Methods:  In a retrospective observational study at a single tertiary referral center, we assessed the clinical course of 53 fetuses with megacystis cared for at the Department of Obstetrics of the University Hospital Zurich between 1995 and 2008 and followed them up for 2 to 12 years. We determined fetal karyotype, amniotic fluid volume and fetal urinary biochemistry as prenatal prognostic factors. The renal function of survivors was grouped according to age-related creatinine values. Using logistic regression analysis, gestational age-dependent discrimination curves and corresponding ROC curves for fetal urine, beta-2 microglobulin, osmolarity and chloride were calculated.
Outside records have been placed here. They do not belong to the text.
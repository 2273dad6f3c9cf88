//! CA bundle discovery (§6): probe a fixed list of well-known paths and
//! use the first one that exists.

use std::path::Path;

const CANDIDATE_PATHS: &[&str] = &[
    "/etc/ssl/certs/ca-certificates.crt",
    "/etc/pki/ca-trust/extracted/pem/tls-ca-bundle.pem",
    "/etc/pki/tls/certs/ca-bundle.crt",
    "/etc/ssl/ca-bundle.pem",
    "/etc/ssl/cert.pem",
];

/// Returns the first candidate path that exists on disk, or `None` if
/// none do (in which case the transport's own default is used).
pub fn discover_ca_bundle() -> Option<String> {
    CANDIDATE_PATHS
        .iter()
        .find(|path| Path::new(path).is_file())
        .map(|path| path.to_string())
}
Results:  43 out of 53 fetuses underwent vesicocentesis, and spontaneous remission occurred in 3 fetuses. 15 fetuses survived, termination of pregnancy was requested in 23 cases, and 12 neonatal and 3 intrauterine deaths were observed. Reduced amniotic fluid volume showed a significant (p = 0.0027) increase of impaired renal function or perinatal death. Discrimination between survivors and non-survivors was complete for fetal urine beta-2 microglobulin with an area under the curve (AUC) of 1.0. For fetal urine osmolarity and fetal urinary chloride, the AUC was 0.81 and 0.76, respectively.

Conclusion:  The assessment of prognosis for fetal megacystis should include fetal k aryotyping, determination of amniotic fluid and assessment of fetal urine biochemistry. Gestational age-dependent regression lines disclose clinically relevant discrimination and can be used as selection criteria for fetal interventions and parental counselling.